Please print all of the records shown below, exactly as given.

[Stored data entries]
┄┄┄┄┄┄

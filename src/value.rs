use crate::error::CoercionError;
use itertools::Itertools;
use serde::{Deserialize, Serialize};
use std::fmt;

/// Runtime values flowing between nodes.
///
/// The serde derive is the externally tagged default (`{"Number": 1.0}`) and
/// is what the bincode plan format stores. Plain JSON, as the editor and the
/// report use it, goes through [`Value::from_json`] and [`Value::to_json`].
#[derive(Debug, Clone, PartialEq, Serialize, Deserialize)]
pub enum Value {
    Null,
    Bool(bool),
    Number(f64),
    Text(String),
    List(Vec<Value>),
}

/// The type vocabulary used by parameter and output declarations.
#[derive(Debug, Clone, Copy, PartialEq, Eq, Hash, Serialize, Deserialize)]
#[serde(rename_all = "lowercase")]
pub enum ValueType {
    Any,
    Number,
    /// A number without fractional part.
    Integer,
    Bool,
    Text,
    List,
}

impl fmt::Display for ValueType {
    fn fmt(&self, f: &mut fmt::Formatter<'_>) -> fmt::Result {
        let name = match self {
            ValueType::Any => "any",
            ValueType::Number => "number",
            ValueType::Integer => "integer",
            ValueType::Bool => "bool",
            ValueType::Text => "text",
            ValueType::List => "list",
        };
        f.write_str(name)
    }
}

impl Value {
    /// The runtime type of this value. `Null` reports as `Any`.
    pub fn value_type(&self) -> ValueType {
        match self {
            Value::Null => ValueType::Any,
            Value::Bool(_) => ValueType::Bool,
            Value::Number(_) => ValueType::Number,
            Value::Text(_) => ValueType::Text,
            Value::List(_) => ValueType::List,
        }
    }

    pub fn is_null(&self) -> bool {
        matches!(self, Value::Null)
    }

    pub fn as_f64(&self) -> Option<f64> {
        match self {
            Value::Number(n) => Some(*n),
            _ => None,
        }
    }

    pub fn as_bool(&self) -> Option<bool> {
        match self {
            Value::Bool(b) => Some(*b),
            _ => None,
        }
    }

    pub fn as_str(&self) -> Option<&str> {
        match self {
            Value::Text(s) => Some(s),
            _ => None,
        }
    }

    pub fn as_list(&self) -> Option<&[Value]> {
        match self {
            Value::List(items) => Some(items),
            _ => None,
        }
    }

    /// Converts editor JSON into a value. Objects have no value representation
    /// and yield `None`, as does any list containing one.
    pub fn from_json(json: &serde_json::Value) -> Option<Value> {
        match json {
            serde_json::Value::Null => Some(Value::Null),
            serde_json::Value::Bool(b) => Some(Value::Bool(*b)),
            serde_json::Value::Number(n) => n.as_f64().map(Value::Number),
            serde_json::Value::String(s) => Some(Value::Text(s.clone())),
            serde_json::Value::Array(items) => items
                .iter()
                .map(Value::from_json)
                .collect::<Option<Vec<_>>>()
                .map(Value::List),
            serde_json::Value::Object(_) => None,
        }
    }

    pub fn to_json(&self) -> serde_json::Value {
        match self {
            Value::Null => serde_json::Value::Null,
            Value::Bool(b) => serde_json::Value::Bool(*b),
            // Non-finite numbers have no JSON form.
            Value::Number(n) => serde_json::Number::from_f64(*n)
                .map(serde_json::Value::Number)
                .unwrap_or(serde_json::Value::Null),
            Value::Text(s) => serde_json::Value::String(s.clone()),
            Value::List(items) => serde_json::Value::Array(items.iter().map(Value::to_json).collect()),
        }
    }

    /// Converts this value to the declared type, following the editor's lenient
    /// rules: numeric text becomes a number, numbers become booleans by
    /// non-zero test, scalars render to text.
    pub fn coerce(self, declared: ValueType) -> Result<Value, CoercionError> {
        let mismatch = |found: Value| CoercionError {
            expected: declared,
            found,
        };

        match (declared, self) {
            (ValueType::Any, v) => Ok(v),

            (ValueType::Number, Value::Number(n)) => Ok(Value::Number(n)),
            (ValueType::Number, Value::Bool(b)) => Ok(Value::Number(if b { 1.0 } else { 0.0 })),
            // "NaN" and "inf" parse as f64 but are not numeric text.
            (ValueType::Number, Value::Text(s)) => match s.trim().parse::<f64>() {
                Ok(n) if n.is_finite() => Ok(Value::Number(n)),
                _ => Err(mismatch(Value::Text(s))),
            },

            (ValueType::Integer, v) => match v.coerce(ValueType::Number) {
                Ok(Value::Number(n)) if n.is_finite() && n.fract() == 0.0 => Ok(Value::Number(n)),
                Ok(other) => Err(mismatch(other)),
                Err(err) => Err(mismatch(err.found)),
            },

            (ValueType::Bool, Value::Bool(b)) => Ok(Value::Bool(b)),
            (ValueType::Bool, Value::Number(n)) => Ok(Value::Bool(n != 0.0)),
            (ValueType::Bool, Value::Text(s)) => match s.trim().to_ascii_lowercase().as_str() {
                "true" => Ok(Value::Bool(true)),
                "false" => Ok(Value::Bool(false)),
                _ => Err(mismatch(Value::Text(s))),
            },

            (ValueType::Text, Value::Text(s)) => Ok(Value::Text(s)),
            (ValueType::Text, v @ (Value::Number(_) | Value::Bool(_))) => {
                Ok(Value::Text(v.to_string()))
            }

            (ValueType::List, Value::List(items)) => Ok(Value::List(items)),

            (_, found) => Err(mismatch(found)),
        }
    }
}

impl fmt::Display for Value {
    fn fmt(&self, f: &mut fmt::Formatter<'_>) -> fmt::Result {
        match self {
            Value::Number(n) => {
                if n.is_finite() && n.fract() == 0.0 && n.abs() < 1e15 {
                    write!(f, "{}", *n as i64)
                } else {
                    write!(f, "{}", n)
                }
            }
            Value::Bool(b) => write!(f, "{}", b),
            Value::Text(s) => write!(f, "{}", s),
            Value::List(items) => write!(f, "[{}]", items.iter().join(", ")),
            Value::Null => write!(f, "null"),
        }
    }
}

impl From<f64> for Value {
    fn from(n: f64) -> Self {
        Value::Number(n)
    }
}

impl From<i64> for Value {
    fn from(n: i64) -> Self {
        Value::Number(n as f64)
    }
}

impl From<bool> for Value {
    fn from(b: bool) -> Self {
        Value::Bool(b)
    }
}

impl From<&str> for Value {
    fn from(s: &str) -> Self {
        Value::Text(s.to_string())
    }
}

impl From<String> for Value {
    fn from(s: String) -> Self {
        Value::Text(s)
    }
}

impl From<Vec<Value>> for Value {
    fn from(items: Vec<Value>) -> Self {
        Value::List(items)
    }
}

┄┄┄┄┄┄

■ Your solution
filename src/value.rs
use crate::error::CoercionError;
use itertools::Itertools;
use serde::{Deserialize, Serialize};
use std::fmt;

/// Runtime values flowing between nodes.
///
/// The serde derive is the externally tagged default (`{"Number": 1.0}`) and
/// is what the bincode plan format stores. Plain JSON, as the editor and the
/// report use it, goes through [`Value::from_json`] and [`Value::to_json`].
#[derive(Debug, Clone, PartialEq, Serialize, Deserialize)]
pub enum Value {
    Null,
    Bool(bool),
    Number(f64),
    Text(String),
    List(Vec<Value>),
}

/// The type vocabulary used by parameter and output declarations.
#[derive(Debug, Clone, Copy, PartialEq, Eq, Hash, Serialize, Deserialize)]
#[serde(rename_all = "lowercase")]
pub enum ValueType {
    Any,
    Number,
    /// A number without fractional part.
    Integer,
    Bool,
    Text,
    List,
}

impl fmt::Display for ValueType {
    fn fmt(&self, f: &mut fmt::Formatter<'_>) -> fmt::Result {
        let name = match self {
            ValueType::Any => "any",
            ValueType::Number => "number",
            ValueType::Integer => "integer",
            ValueType::Bool => "bool",
            ValueType::Text => "text",
            ValueType::List => "list",
        };
        f.write_str(name)
    }
}

impl Value {
    /// The runtime type of this value. `Null` reports as `Any`.
    pub fn value_type(&self) -> ValueType {
        match self {
            Value::Null => ValueType::Any,
            Value::Bool(_) => ValueType::Bool,
            Value::Number(_) => ValueType::Number,
            Value::Text(_) => ValueType::Text,
            Value::List(_) => ValueType::List,
        }
    }

    pub fn is_null(&self) -> bool {
        matches!(self, Value::Null)
    }

    pub fn as_f64(&self) -> Option<f64> {
        match self {
            Value::Number(n) => Some(*n),
            _ => None,
        }
    }

    pub fn as_bool(&self) -> Option<bool> {
        match self {
            Value::Bool(b) => Some(*b),
            _ => None,
        }
    }

    pub fn as_str(&self) -> Option<&str> {
        match self {
            Value::Text(s) => Some(s),
            _ => None,
        }
    }

    pub fn as_list(&self) -> Option<&[Value]> {
        match self {
            Value::List(items) => Some(items),
            _ => None,
        }
    }

    /// Converts editor JSON into a value. Objects have no value representation
    /// and yield `None`, as does any list containing one.
    pub fn from_json(json: &serde_json::Value) -> Option<Value> {
        match json {
            serde_json::Value::Null => Some(Value::Null),
            serde_json::Value::Bool(b) => Some(Value::Bool(*b)),
            serde_json::Value::Number(n) => n.as_f64().map(Value::Number),
            serde_json::Value::String(s) => Some(Value::Text(s.clone())),
            serde_json::Value::Array(items) => items
                .iter()
                .map(Value::from_json)
                .collect::<Option<Vec<_>>>()
                .map(Value::List),
            serde_json::Value::Object(_) => None,
        }
    }

    pub fn to_json(&self) -> serde_json::Value {
        match self {
            Value::Null => serde_json::Value::Null,
            Value::Bool(b) => serde_json::Value::Bool(*b),
            // Non-finite numbers have no JSON form.
            Value::Number(n) => serde_json::Number::from_f64(*n)
                .map(serde_json::Value::Number)
                .unwrap_or(serde_json::Value::Null),
            Value::Text(s) => serde_json::Value::String(s.clone()),
            Value::List(items) => serde_json::Value::Array(items.iter().map(Value::to_json).collect()),
        }
    }

    /// Converts this value to the declared type, following the editor's lenient
    /// rules: numeric text becomes a number, numbers become booleans by
    /// non-zero test, scalars render to text.
    pub fn coerce(self, declared: ValueType) -> Result<Value, CoercionError> {
        let mismatch = |found: Value| CoercionError {
            expected: declared,
            found,
        };

        match (declared, self) {
            (ValueType::Any, v) => Ok(v),

            (ValueType::Number, Value::Number(n)) => Ok(Value::Number(n)),
            (ValueType::Number, Value::Bool(b)) => Ok(Value::Number(if b { 1.0 } else { 0.0 })),
            // "NaN" and "inf" parse as f64 but are not numeric text.
            (ValueType::Number, Value::Text(s)) => match s.trim().parse::<f64>() {
                Ok(n) if n.is_finite() => Ok(Value::Number(n)),
                _ => Err(mismatch(Value::Text(s))),
            },

            (ValueType::Integer, v) => match v.coerce(ValueType::Number) {
                Ok(Value::Number(n)) if n.is_finite() && n.fract() == 0.0 => Ok(Value::Number(n)),
                Ok(other) => Err(mismatch(other)),
                Err(err) => Err(mismatch(err.found)),
            },

            (ValueType::Bool, Value::Bool(b)) => Ok(Value::Bool(b)),
            (ValueType::Bool, Value::Number(n)) => Ok(Value::Bool(n != 0.0)),
            (ValueType::Bool, Value::Text(s)) => match s.trim().to_ascii_lowercase().as_str() {
                "true" => Ok(Value::Bool(true)),
                "false" => Ok(Value::Bool(false)),
                _ => Err(mismatch(Value::Text(s))),
            },

            (ValueType::Text, Value::Text(s)) => Ok(Value::Text(s)),
            (ValueType::Text, v @ (Value::Number(_) | Value::Bool(_))) => {
                Ok(Value::Text(v.to_string()))
            }

            (ValueType::List, Value::List(items)) => Ok(Value::List(items)),

            (_, found) => Err(mismatch(found)),
        }
    }
}

impl fmt::Display for Value {
    fn fmt(&self, f: &mut fmt::Formatter<'_>) -> fmt::Result {
        match self {
            Value::Number(n) => {
                if n.is_finite() && n.fract() == 0.0 && n.abs() < 1e15 {
                    write!(f, "{}", *n as i64)
                } else {
                    write!(f, "{}", n)
                }
            }
            Value::Bool(b) => write!(f, "{}", b),
            Value::Text(s) => write!(f, "{}", s),
            Value::List(items) => write!(f, "[{}]", items.iter().join(", ")),
            Value::Null => write!(f, "null"),
        }
    }
}

impl From<f64> for Value {
    fn from(n: f64) -> Self {
        Value::Number(n)
    }
}

impl From<i64> for Value {
    fn from(n: i64) -> Self {
        Value::Number(n as f64)
    }
}

impl From<bool> for Value {
    fn from(b: bool) -> Self {
        Value::Bool(b)
    }
}

impl From<&str> for Value {
    fn from(s: &str) -> Self {
        Value::Text(s.to_string())
    }
}

impl From<String> for Value {
    fn from(s: String) -> Self {
        Value::Text(s)
    }
}

impl From<Vec<Value>> for Value {
    fn from(items: Vec<Value>) -> Self {
        Value::List(items)
    }
}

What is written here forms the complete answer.